I have occasionally come across planks which looked like they had a thin layer of bark along one edge and have in fact been toying with the idea of building a coffee table with one of these.
Have I been barking up the wrong tree? :-)
"Have I been barking up the wrong tree? " I beeleaf so.....
Not sure about your thin planks but I have been using this white oak stump as a bedside table and now an end table for 20 years. Five moves, a lot of parties, two kids and a dog later the bark is intact. The tree was cut in the early fall and "air dried" standing on end beside my bed. I just sanded and finished the top a year ago.Chris
Early in my furniture career, perhaps in my naivete, I left the bark on a walnut slab that a customer had been storing for a number of years. I stabilized it using liberal doses of super glue and a bit of epoxy. To my knowledge the table is still in fine condition although I cannot say that for a fact. I haven't seen this particular client for some time. But she is the sort of individual who would contact me if something went awry with anything I made for her.

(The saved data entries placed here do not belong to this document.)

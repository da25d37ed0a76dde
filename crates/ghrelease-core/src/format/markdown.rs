use std::fmt::Write as _;

use crate::domain::error::{ReleaseError, Result};
use crate::notes::ReleaseNotes;

use super::{non_empty, FormattedReleaseNotes, ReleaseNotesFormatter};

/// Markdown with one section per label and links to issues and
/// contributors.
///
/// The header uses the configured heading level. Label sections go one
/// level deeper, never above `##`. An issue with several labels is listed
/// in each of their sections.
#[derive(Debug, Clone, Copy, PartialEq, Eq)]
pub struct MarkdownFormatter {
    heading_level: usize,
}

impl MarkdownFormatter {
    pub const MIN_HEADING_LEVEL: usize = 1;
    pub const MAX_HEADING_LEVEL: usize = 5;

    pub fn new(heading_level: usize) -> Result<Self> {
        if !(Self::MIN_HEADING_LEVEL..=Self::MAX_HEADING_LEVEL).contains(&heading_level) {
            return Err(ReleaseError::ArgumentOutOfRange {
                name: "heading_level".to_string(),
                value: i64::try_from(heading_level).unwrap_or(i64::MAX),
                message: format!(
                    "heading level must be between {} and {}",
                    Self::MIN_HEADING_LEVEL,
                    Self::MAX_HEADING_LEVEL
                ),
            });
        }
        Ok(Self { heading_level })
    }

    pub fn heading_level(&self) -> usize {
        self.heading_level
    }
}

impl Default for MarkdownFormatter {
    fn default() -> Self {
        Self { heading_level: 1 }
    }
}

impl ReleaseNotesFormatter for MarkdownFormatter {
    fn format(&self, header: Option<&str>, notes: &ReleaseNotes) -> FormattedReleaseNotes {
        let mut out = String::new();
        let mut level = self.heading_level;

        if let Some(header) = non_empty(header) {
            let _ = writeln!(out, "{} {}\n", "#".repeat(level), header);
            level += 1;
        }
        let level = level.max(2);

        for group in notes.issues_by_label() {
            let _ = writeln!(out, "{} {}\n", "#".repeat(level), group.label.display_name());
            for issue in group.issues {
                let _ = write!(out, "- [#{}]({}) {}", issue.number, issue.url, issue.title);
                if let Some(contributor) = &issue.contributor {
                    let _ = write!(out, " ([@{}]({}))", contributor.login, contributor.url);
                }
                out.push('\n');
            }
        }
        out.push('\n');

        FormattedReleaseNotes::from(out)
    }
}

To those who say that bark cannot be stabilized... do you know this for a fact or are you surmising based on... what? Granted, any sort of glue stabilization process will probably not stand a substantial test of time (100 + years), but maybe 20, 30 years or more??? I'd be very curious to learn of any substantiated tests.
You can keep it on that for sure. We had two for supporting an 8 foot walnut burl "table".
I always remove the bark. Pictured is the edge of an Ash flitch being used for a desk top and a Cherry coffee table.
I have a table that has bark on it that was made by my grandfather. It's at least 45 years old. I am looking for a way to clean the dust out of the bark any ideas.